Renard Web

L’espérance

dimanche 16 août 2015

J’ai longtemps cru que je vivais sans espérance. Les obstacles s’accumulaient et je les surmontais plus ou moins heureusement sans trop croire à des jours meilleurs.

Mais c’est seulement quand on rencontre des gens plus désespérés, qu’on réalise qu’on n’est pas si dépourvu d’espérance. C’est tout de même ça qui fait avancer. Et c’est le jour qu’on décide de se battre qu’on réalise que l’Espérance c’est parfois simplement se dire "Eh mais, je ne vais pas me laisser faire sur ce coup là".

Comment donc définir l’espérance ?

Attendre quelque chose qui n’a pas de raison d’arriver ? Vouloir qu’une quelconque force (dieu, le destin, la providence, la bienveillance d’autrui) supplée à ce que je ne suis pas capable d’obtenir par moi même.

Elevée au rang de vertu dans le christianisme, l’espérance ne doit pas être une façon de se déresponsabiliser au profit d’une force supérieure qui supplée à ma faiblesse.

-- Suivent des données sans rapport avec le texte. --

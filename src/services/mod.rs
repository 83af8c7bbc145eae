//! Service layer
//!
//! Business logic over the repositories and the cache port:
//!
//! - [`CatalogService`] - menu catalog (read-through cached)
//! - [`InventoryService`] - stock ledger, alerts, low-stock policy
//! - [`OrderService`] - the order placement pipeline
//!
//! Services are constructed once in `core::state` and injected where
//! needed; none of them owns global state.

pub mod catalog;
pub mod inventory;
pub mod orders;

pub use catalog::CatalogService;
pub use inventory::InventoryService;
pub use orders::{OrderError, OrderService};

Pour moi, cette conception de l’espérance serait un renoncement à mon autonomie et avant tout un vice cruel qui consisterait à préférer l’illusion à la responsabilité.

Espérer au fond du gouffre

La vie est partout même dans les gouffres et croire qu’il y aura une issue est un moteur pour traverser l’épreuve, pour garder la force de continuer. Pour conquérir l’espérance, il faut arriver à apaiser ses craintes et ses angoisses. Je le fais par la pratique de la méditation.